WASHINGTON EXAMINER: The ROAD to Housing Act is good enough

America’s housing crisis isn’t complicated to diagnose. For decades, local governments have made it expensive, complicated, and legally fraught to build new homes, leading to a chronic mismatch between demand and supply. The national shortfall of homes is now somewhere between 4 million and 7 million units, and a generation of young families feels permanently priced out of the neighborhoods where they work. We know what the problem is, but for a bitterly divided Congress, the question remains: Can idealists on both sides stomach a bipartisan answer? 

As it stands, the 21st Century ROAD to Housing Act, introduced by Sens. Tim Scott (R-SC) and Elizabeth Warren (D-MA), is the most serious attempt to address partisan divisions on homeownership. For those of us focused on market solutions, ROAD is a test of whether we can maintain a coherent position on housing even when the politics get uncomfortable

The bill’s strongest provisions are its supply-side reforms, drawing on ideas from over a dozen previously introduced bills, such as streamlining the NEPA review process for federally assisted housing and tying Community Development Block Grant funding to actual permitting and production — not merely stated intent. Right now, cities can access grants simply by declaring plans to build, deploying them as a maintenance fund rather than greenlighting new units.

To overcome NIMBYism at the city council and county board level, an Innovation Fund will provide $200 million annually in competitive grants rewarding localities that reform zoning to allow more homes per acre — a helpful carrot where political obstacles to development are otherwise immovable.

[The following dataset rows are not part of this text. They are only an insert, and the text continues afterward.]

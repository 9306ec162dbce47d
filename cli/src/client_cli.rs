use anyhow::{bail, Context};
use joblib::{JobId, JobRecord, JobStatus};
use reqwest::{multipart, Client, Response};
use serde::Deserialize;
use serde_json::json;
use std::path::Path;
use std::time::Duration;

#[derive(Debug, Deserialize)]
#[serde(rename_all = "camelCase")]
struct UploadResponse {
    image_name: String,
    filename: String,
}

#[derive(Debug, Deserialize)]
#[serde(rename_all = "camelCase")]
struct ProcessResponse {
    job_id: JobId,
}

#[derive(Debug, Deserialize)]
struct ErrorResponse {
    error: String,
}

pub struct ClientCli {
    inner: Client,
    base: String,
    interval: Duration,
}

impl ClientCli {
    pub fn connect(server_addr: &str, interval: Duration) -> Self {
        Self {
            inner: Client::new(),
            base: server_addr.trim_end_matches('/').to_string(),
            interval,
        }
    }

    fn url(&self, path: &str) -> String {
        format!("{}/api/{}", self.base, path)
    }

    pub async fn upload(&self, path: &Path) -> anyhow::Result<()> {
        let data = tokio::fs::read(path)
            .await
            .with_context(|| format!("failed to read {}", path.display()))?;
        let filename = path
            .file_name()
            .map(|name| name.to_string_lossy().into_owned())
            .unwrap_or_default();
        let form = multipart::Form::new()
            .part("image", multipart::Part::bytes(data).file_name(filename));
        let response = self
            .inner
            .post(self.url("upload"))
            .multipart(form)
            .send()
            .await?;
        let uploaded: UploadResponse = checked(response).await?.json().await?;
        println!("Uploaded {} as {}", uploaded.filename, uploaded.image_name);
        Ok(())
    }

    pub async fn process(
        &self,
        image_id: &str,
        light: bool,
        heavy: bool,
        wait: bool,
    ) -> anyhow::Result<()> {
        let response = self
            .inner
            .post(self.url("process"))
            .json(&json!({ "imageId": image_id, "light": light, "heavy": heavy }))
            .send()
            .await?;
        let started: ProcessResponse = checked(response).await?.json().await?;
        println!("Started job id: {}", started.job_id);
        if wait {
            self.wait(started.job_id).await?;
        }
        Ok(())
    }

    pub async fn query_status(&self, job_id: JobId) -> anyhow::Result<()> {
        let job = self.fetch(job_id).await?;
        print_job(&job);
        Ok(())
    }

    /// Poll at the configured interval until the job reaches a terminal state.
    pub async fn wait(&self, job_id: JobId) -> anyhow::Result<()> {
        let job = loop {
            let job = self.fetch(job_id).await?;
            if job.status.is_terminal() {
                break job;
            }
            tokio::time::sleep(self.interval).await;
        };
        print_job(&job);
        if let JobStatus::Failed { error } = job.status {
            bail!("job {job_id} failed: {error}");
        }
        Ok(())
    }

    pub async fn list_jobs(&self) -> anyhow::Result<()> {
        let response = self.inner.get(self.url("jobs")).send().await?;
        let jobs: Vec<JobRecord> = checked(response).await?.json().await?;
        if jobs.is_empty() {
            println!("No jobs");
        }
        for job in &jobs {
            println!(
                "{}  {:<10}  {}  {}",
                job.id,
                job.status.label(),
                job.started_at.format("%H:%M:%S"),
                job.asset
            );
        }
        Ok(())
    }

    pub async fn download(&self, filename: &str, out: Option<&Path>) -> anyhow::Result<()> {
        let response = self
            .inner
            .get(self.url(&format!("download/{filename}")))
            .send()
            .await?;
        let bytes = checked(response).await?.bytes().await?;
        let out = out.unwrap_or_else(|| Path::new(filename));
        tokio::fs::write(out, &bytes)
            .await
            .with_context(|| format!("failed to write {}", out.display()))?;
        println!("Saved {} bytes to {}", bytes.len(), out.display());
        Ok(())
    }

    async fn fetch(&self, job_id: JobId) -> anyhow::Result<JobRecord> {
        let response = self
            .inner
            .get(self.url(&format!("status/{job_id}")))
            .send()
            .await?;
        Ok(checked(response).await?.json().await?)
    }
}

/// Turn an error response into an error carrying the server's message.
async fn checked(response: Response) -> anyhow::Result<Response> {
    let status = response.status();
    if status.is_success() {
        return Ok(response);
    }
    let message = match response.json::<ErrorResponse>().await {
        Ok(body) => body.error,
        Err(_) => status.to_string(),
    };
    bail!("server responded {status}: {message}")
}

fn print_job(job: &JobRecord) {
    match &job.status {
        JobStatus::Processing => println!("Processing"),
        JobStatus::Completed { result, output } => {
            println!("Completed: {result}");
            if !output.trim().is_empty() {
                println!("{}", output.trim_end());
            }
        }
        JobStatus::Failed { error } => println!("Failed: {error}"),
    }
}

The bill also modernizes manufactured housing, one of the most underrated opportunities in the affordability debate. Removing the 1974 permanent chassis requirement eliminates a regulation that inflates costs by up to $10,000 for a housing type used by roughly 8.4 million people.

ROAD also offers a ready-made path to accessory dwelling unit approval and a program to convert vacant commercial and industrial buildings into housing, the practice of upzoning. California is just one of many states where zoning makes it illegal to convert strip malls into apartment units — a restraint cities like Lexington, Kentucky, have scrapped, choosing instead to allow housing in boarded-up vape shops and sketchy tax law offices.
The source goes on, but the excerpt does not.